## PROBLEM REQUIREMENTS
The records below must be transcribed precisely and in full.

## GIVEN INFORMATION
use super::{declared, wrong_kind};
use crate::{Db, Record, Result};

use minirecord_core::stmt::Attributes;

pub(crate) fn belongs_to<S: Record, T: Record>(
    record: &S,
    db: &Db,
    name: &str,
) -> Result<Option<T>> {
    let association = declared::<S, T>(db, name)?;

    let Some(belongs_to) = association.as_belongs_to() else {
        return Err(wrong_kind(S::model(db)?, association, "belongs_to"));
    };

    let mut criteria = Attributes::with_capacity(1);
    criteria.insert(&belongs_to.primary_key, record.read(&belongs_to.foreign_key)?);

    // First match wins
    Ok(T::filter(db, criteria).into_vec()?.into_iter().next())
}
mod accessors;
mod association;
mod record;

use crate::schema::Model;

use proc_macro2::TokenStream;
use quote::quote;

struct Expand<'a> {
    /// The record type being expanded
    model: &'a Model,

    /// Path prefix for minirecord types
    minirecord: TokenStream,
}

impl Expand<'_> {
    fn expand(&self) -> TokenStream {
        let record_impl = self.expand_record_impl();
        let accessors = self.expand_accessors();
        let association_methods = self.expand_association_methods();
        let ident = &self.model.ident;

        wrap_in_const(quote! {
            #record_impl

            impl #ident {
                #accessors
                #association_methods
            }
        })
    }
}

pub(super) fn record(model: &Model) -> TokenStream {
    Expand {
        model,
        minirecord: quote!(_minirecord::codegen_support),
    }
    .expand()
}

fn wrap_in_const(code: TokenStream) -> TokenStream {
    quote! {
        const _: () = {
            use minirecord as _minirecord;
            #code
        };
    }
}
//! Error type shared by the archive builder, the extractor and the sources.

use std::io;
use std::path::PathBuf;

use thiserror::Error;

/// Result alias used throughout the library.
pub type Result<T> = std::result::Result<T, Error>;

/// Errors produced while creating, reading or extracting an archive.
#[derive(Debug, Error)]
pub enum Error {
    /// A filesystem operation on `path` failed.
    #[error("{}: {source}", path.display())]
    Fs {
        path: PathBuf,
        #[source]
        source: io::Error,
    },

    /// Reading or writing a byte stream failed.
    #[error(transparent)]
    Io(#[from] io::Error),

    /// The directory walk could not visit an entry.
    #[error(transparent)]
    Walk(#[from] walkdir::Error),

    /// The archive is malformed or its data failed verification.
    #[error("invalid archive: {0}")]
    InvalidArchive(String),

    /// The archive uses a feature this crate does not handle.
    #[error("unsupported: {0}")]
    Unsupported(String),

    /// An entry name would resolve outside the destination root.
    #[error("unsafe entry name: {0:?}")]
    UnsafeEntryName(String),

    /// The archive handle was already closed.
    #[error("archive is closed")]
    Closed,

    #[error(transparent)]
    Http(#[from] reqwest::Error),

    /// The remote server answered, but not in a usable way.
    #[error("remote source: {0}")]
    Remote(String),

    /// Several independent steps failed (e.g. finishing the writer and closing the file).
    #[error("{}", join_messages(.0))]
    Multiple(Vec<Error>),
}

impl Error {
    pub(crate) fn fs(path: impl Into<PathBuf>, source: io::Error) -> Self {
        Error::Fs {
            path: path.into(),
            source,
        }
    }

    pub(crate) fn invalid(msg: impl Into<String>) -> Self {
        Error::InvalidArchive(msg.into())
    }

    /// The `io::ErrorKind` behind this error, if it came from the OS.
    pub fn io_kind(&self) -> Option<io::ErrorKind> {
        match self {
            Error::Fs { source, .. } => Some(source.kind()),
            Error::Io(e) => Some(e.kind()),
            Error::Walk(e) => e.io_error().map(io::Error::kind),
            Error::Multiple(errors) => errors.first().and_then(Error::io_kind),
            _ => None,
        }
    }

    /// Whether the error means a path did not exist.
    pub fn is_not_found(&self) -> bool {
        self.io_kind() == Some(io::ErrorKind::NotFound)
    }
}

fn join_messages(errors: &[Error]) -> String {
    errors
        .iter()
        .map(ToString::to_string)
        .collect::<Vec<_>>()
        .join("; ")
}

## SOLUTION FOR THIS PROBLEM
use super::{declared, wrong_kind};
use crate::{Db, Record, Result};

use minirecord_core::stmt::Attributes;

pub(crate) fn belongs_to<S: Record, T: Record>(
    record: &S,
    db: &Db,
    name: &str,
) -> Result<Option<T>> {
    let association = declared::<S, T>(db, name)?;

    let Some(belongs_to) = association.as_belongs_to() else {
        return Err(wrong_kind(S::model(db)?, association, "belongs_to"));
    };

    let mut criteria = Attributes::with_capacity(1);
    criteria.insert(&belongs_to.primary_key, record.read(&belongs_to.foreign_key)?);

    // First match wins
    Ok(T::filter(db, criteria).into_vec()?.into_iter().next())
}
mod accessors;
mod association;
mod record;

use crate::schema::Model;

use proc_macro2::TokenStream;
use quote::quote;

struct Expand<'a> {
    /// The record type being expanded
    model: &'a Model,

    /// Path prefix for minirecord types
    minirecord: TokenStream,
}

impl Expand<'_> {
    fn expand(&self) -> TokenStream {
        let record_impl = self.expand_record_impl();
        let accessors = self.expand_accessors();
        let association_methods = self.expand_association_methods();
        let ident = &self.model.ident;

        wrap_in_const(quote! {
            #record_impl

            impl #ident {
                #accessors
                #association_methods
            }
        })
    }
}

pub(super) fn record(model: &Model) -> TokenStream {
    Expand {
        model,
        minirecord: quote!(_minirecord::codegen_support),
    }
    .expand()
}

fn wrap_in_const(code: TokenStream) -> TokenStream {
    quote! {
        const _: () = {
            use minirecord as _minirecord;
            #code
        };
    }
}
//! Error type shared by the archive builder, the extractor and the sources.

use std::io;
use std::path::PathBuf;

use thiserror::Error;

/// Result alias used throughout the library.
pub type Result<T> = std::result::Result<T, Error>;

/// Errors produced while creating, reading or extracting an archive.
#[derive(Debug, Error)]
pub enum Error {
    /// A filesystem operation on `path` failed.
    #[error("{}: {source}", path.display())]
    Fs {
        path: PathBuf,
        #[source]
        source: io::Error,
    },

    /// Reading or writing a byte stream failed.
    #[error(transparent)]
    Io(#[from] io::Error),

    /// The directory walk could not visit an entry.
    #[error(transparent)]
    Walk(#[from] walkdir::Error),

    /// The archive is malformed or its data failed verification.
    #[error("invalid archive: {0}")]
    InvalidArchive(String),

    /// The archive uses a feature this crate does not handle.
    #[error("unsupported: {0}")]
    Unsupported(String),

    /// An entry name would resolve outside the destination root.
    #[error("unsafe entry name: {0:?}")]
    UnsafeEntryName(String),

    /// The archive handle was already closed.
    #[error("archive is closed")]
    Closed,

    #[error(transparent)]
    Http(#[from] reqwest::Error),

    /// The remote server answered, but not in a usable way.
    #[error("remote source: {0}")]
    Remote(String),

    /// Several independent steps failed (e.g. finishing the writer and closing the file).
    #[error("{}", join_messages(.0))]
    Multiple(Vec<Error>),
}

impl Error {
    pub(crate) fn fs(path: impl Into<PathBuf>, source: io::Error) -> Self {
        Error::Fs {
            path: path.into(),
            source,
        }
    }

    pub(crate) fn invalid(msg: impl Into<String>) -> Self {
        Error::InvalidArchive(msg.into())
    }

    /// The `io::ErrorKind` behind this error, if it came from the OS.
    pub fn io_kind(&self) -> Option<io::ErrorKind> {
        match self {
            Error::Fs { source, .. } => Some(source.kind()),
            Error::Io(e) => Some(e.kind()),
            Error::Walk(e) => e.io_error().map(io::Error::kind),
            Error::Multiple(errors) => errors.first().and_then(Error::io_kind),
            _ => None,
        }
    }

    /// Whether the error means a path did not exist.
    pub fn is_not_found(&self) -> bool {
        self.io_kind() == Some(io::ErrorKind::NotFound)
    }
}

fn join_messages(errors: &[Error]) -> String {
    errors
        .iter()
        .map(ToString::to_string)
        .collect::<Vec<_>>()
        .join("; ")
}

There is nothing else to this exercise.